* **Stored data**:
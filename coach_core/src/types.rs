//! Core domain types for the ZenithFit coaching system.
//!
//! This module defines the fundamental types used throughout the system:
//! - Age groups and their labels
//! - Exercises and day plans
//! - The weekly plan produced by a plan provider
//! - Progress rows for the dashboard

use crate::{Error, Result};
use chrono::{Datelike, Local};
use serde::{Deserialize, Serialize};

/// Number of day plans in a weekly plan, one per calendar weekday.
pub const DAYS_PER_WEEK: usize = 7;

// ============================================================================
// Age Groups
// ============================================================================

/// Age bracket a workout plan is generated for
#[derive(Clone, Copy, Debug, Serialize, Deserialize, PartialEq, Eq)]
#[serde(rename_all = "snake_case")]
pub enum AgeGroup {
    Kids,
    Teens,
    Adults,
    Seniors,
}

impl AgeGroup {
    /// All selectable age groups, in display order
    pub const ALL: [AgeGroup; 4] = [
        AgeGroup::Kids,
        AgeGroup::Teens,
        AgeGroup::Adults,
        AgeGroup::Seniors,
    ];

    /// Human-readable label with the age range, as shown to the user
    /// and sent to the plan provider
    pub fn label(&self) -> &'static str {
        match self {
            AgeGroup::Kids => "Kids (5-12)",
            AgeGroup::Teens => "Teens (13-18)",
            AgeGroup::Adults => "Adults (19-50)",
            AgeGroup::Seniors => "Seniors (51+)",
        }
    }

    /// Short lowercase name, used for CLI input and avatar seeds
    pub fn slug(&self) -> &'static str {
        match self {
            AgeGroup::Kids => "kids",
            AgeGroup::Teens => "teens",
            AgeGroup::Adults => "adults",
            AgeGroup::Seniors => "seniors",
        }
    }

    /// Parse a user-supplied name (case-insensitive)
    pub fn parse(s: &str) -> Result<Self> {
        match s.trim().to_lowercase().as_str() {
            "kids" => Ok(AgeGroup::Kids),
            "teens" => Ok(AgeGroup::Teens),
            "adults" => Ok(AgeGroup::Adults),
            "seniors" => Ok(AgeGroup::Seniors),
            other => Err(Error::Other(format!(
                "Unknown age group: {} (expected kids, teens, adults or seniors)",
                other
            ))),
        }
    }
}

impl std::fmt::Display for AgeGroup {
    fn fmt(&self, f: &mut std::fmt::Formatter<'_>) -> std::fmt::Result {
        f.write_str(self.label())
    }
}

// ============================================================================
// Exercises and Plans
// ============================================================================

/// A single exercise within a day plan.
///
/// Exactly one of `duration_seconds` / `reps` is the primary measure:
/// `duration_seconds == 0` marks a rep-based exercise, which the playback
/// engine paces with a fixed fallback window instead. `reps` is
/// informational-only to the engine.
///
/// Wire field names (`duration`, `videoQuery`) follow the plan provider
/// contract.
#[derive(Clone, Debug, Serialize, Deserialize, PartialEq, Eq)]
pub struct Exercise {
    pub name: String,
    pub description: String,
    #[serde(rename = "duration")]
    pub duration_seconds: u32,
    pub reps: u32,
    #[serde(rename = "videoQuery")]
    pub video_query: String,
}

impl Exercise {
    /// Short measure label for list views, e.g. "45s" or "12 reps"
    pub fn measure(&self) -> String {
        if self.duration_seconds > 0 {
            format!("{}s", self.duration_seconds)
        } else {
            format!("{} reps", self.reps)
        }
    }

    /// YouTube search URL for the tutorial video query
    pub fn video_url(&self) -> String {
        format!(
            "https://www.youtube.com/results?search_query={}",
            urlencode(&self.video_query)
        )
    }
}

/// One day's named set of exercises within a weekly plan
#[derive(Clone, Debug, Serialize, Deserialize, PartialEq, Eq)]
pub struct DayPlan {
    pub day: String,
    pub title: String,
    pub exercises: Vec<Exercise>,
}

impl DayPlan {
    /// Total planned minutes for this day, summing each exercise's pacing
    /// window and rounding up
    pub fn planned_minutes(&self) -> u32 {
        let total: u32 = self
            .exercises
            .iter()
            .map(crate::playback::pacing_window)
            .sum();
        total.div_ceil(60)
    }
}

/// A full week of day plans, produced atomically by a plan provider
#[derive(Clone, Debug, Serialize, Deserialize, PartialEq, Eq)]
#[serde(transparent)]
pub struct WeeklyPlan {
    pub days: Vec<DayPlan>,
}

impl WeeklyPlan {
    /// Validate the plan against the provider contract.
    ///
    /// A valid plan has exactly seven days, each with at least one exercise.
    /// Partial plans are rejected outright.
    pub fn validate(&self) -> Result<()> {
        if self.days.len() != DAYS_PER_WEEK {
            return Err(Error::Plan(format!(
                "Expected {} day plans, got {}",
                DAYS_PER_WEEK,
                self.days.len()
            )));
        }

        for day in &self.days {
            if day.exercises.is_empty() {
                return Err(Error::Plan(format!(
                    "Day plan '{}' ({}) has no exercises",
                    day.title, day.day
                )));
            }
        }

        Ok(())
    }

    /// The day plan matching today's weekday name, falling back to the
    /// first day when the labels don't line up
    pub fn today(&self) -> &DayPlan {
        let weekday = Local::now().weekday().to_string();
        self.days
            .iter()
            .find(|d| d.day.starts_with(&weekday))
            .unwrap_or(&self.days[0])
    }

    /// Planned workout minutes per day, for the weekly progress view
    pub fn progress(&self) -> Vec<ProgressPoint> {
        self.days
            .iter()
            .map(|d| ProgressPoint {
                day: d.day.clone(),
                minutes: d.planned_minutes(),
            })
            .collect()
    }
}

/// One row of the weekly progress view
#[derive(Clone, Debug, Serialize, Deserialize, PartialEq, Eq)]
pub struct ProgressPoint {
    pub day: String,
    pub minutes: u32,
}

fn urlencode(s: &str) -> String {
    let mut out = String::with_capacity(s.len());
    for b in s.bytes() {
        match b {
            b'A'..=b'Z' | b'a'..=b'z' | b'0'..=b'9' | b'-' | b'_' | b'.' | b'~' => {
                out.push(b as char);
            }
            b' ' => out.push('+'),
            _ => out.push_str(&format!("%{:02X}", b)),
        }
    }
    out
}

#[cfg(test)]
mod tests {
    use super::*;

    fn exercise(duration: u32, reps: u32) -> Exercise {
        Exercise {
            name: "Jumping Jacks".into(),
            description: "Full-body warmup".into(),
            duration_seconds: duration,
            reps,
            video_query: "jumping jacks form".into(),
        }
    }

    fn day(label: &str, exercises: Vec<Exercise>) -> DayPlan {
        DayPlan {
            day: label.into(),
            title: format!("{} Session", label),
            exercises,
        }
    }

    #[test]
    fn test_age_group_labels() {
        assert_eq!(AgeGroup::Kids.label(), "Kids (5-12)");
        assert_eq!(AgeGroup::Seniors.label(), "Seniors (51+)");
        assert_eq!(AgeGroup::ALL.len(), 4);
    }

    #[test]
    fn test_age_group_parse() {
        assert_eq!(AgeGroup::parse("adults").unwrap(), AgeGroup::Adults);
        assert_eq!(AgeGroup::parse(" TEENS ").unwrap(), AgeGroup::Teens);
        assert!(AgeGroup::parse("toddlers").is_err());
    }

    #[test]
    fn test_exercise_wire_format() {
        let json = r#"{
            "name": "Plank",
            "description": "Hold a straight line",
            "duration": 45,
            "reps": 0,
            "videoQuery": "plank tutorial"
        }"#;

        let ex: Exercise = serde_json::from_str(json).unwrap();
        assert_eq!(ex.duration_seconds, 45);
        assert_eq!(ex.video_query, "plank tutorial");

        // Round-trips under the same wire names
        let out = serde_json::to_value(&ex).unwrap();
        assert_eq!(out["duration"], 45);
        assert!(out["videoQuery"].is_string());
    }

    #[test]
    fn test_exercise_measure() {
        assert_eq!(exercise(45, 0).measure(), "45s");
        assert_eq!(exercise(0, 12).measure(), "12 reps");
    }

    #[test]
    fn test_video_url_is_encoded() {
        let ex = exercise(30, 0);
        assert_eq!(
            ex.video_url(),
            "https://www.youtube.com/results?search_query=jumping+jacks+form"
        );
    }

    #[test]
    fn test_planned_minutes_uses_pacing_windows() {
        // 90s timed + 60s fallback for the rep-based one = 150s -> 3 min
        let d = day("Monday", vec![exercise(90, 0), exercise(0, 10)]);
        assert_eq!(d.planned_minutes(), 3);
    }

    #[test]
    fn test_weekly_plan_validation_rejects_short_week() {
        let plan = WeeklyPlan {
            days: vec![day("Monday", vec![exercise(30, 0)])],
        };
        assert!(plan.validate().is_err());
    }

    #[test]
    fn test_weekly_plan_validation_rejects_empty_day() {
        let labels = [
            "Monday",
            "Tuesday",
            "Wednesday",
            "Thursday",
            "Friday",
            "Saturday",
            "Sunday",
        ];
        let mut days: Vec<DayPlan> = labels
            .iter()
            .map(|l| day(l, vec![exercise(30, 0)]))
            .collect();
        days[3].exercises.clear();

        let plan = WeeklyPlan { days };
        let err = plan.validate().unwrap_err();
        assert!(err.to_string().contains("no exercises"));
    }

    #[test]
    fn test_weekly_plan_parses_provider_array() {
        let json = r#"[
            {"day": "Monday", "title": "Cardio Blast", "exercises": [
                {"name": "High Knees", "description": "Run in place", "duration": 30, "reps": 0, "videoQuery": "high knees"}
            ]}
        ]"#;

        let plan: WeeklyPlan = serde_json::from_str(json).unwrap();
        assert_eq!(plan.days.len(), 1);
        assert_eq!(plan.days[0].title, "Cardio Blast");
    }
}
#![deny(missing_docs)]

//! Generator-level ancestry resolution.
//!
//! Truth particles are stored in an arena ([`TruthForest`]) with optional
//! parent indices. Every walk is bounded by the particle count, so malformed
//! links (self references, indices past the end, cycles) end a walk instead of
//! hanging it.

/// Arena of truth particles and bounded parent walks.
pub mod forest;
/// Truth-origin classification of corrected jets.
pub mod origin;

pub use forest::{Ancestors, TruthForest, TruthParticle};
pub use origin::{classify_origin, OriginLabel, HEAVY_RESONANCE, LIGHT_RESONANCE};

* **PROMPT**:
If a line in the records above contains the string "into", copy that line out.

* **FINISHED EXERCISE**:
            name: "Jumping Jacks".into(),
            description: "Full-body warmup".into(),
            video_query: "jumping jacks form".into(),
            day: label.into(),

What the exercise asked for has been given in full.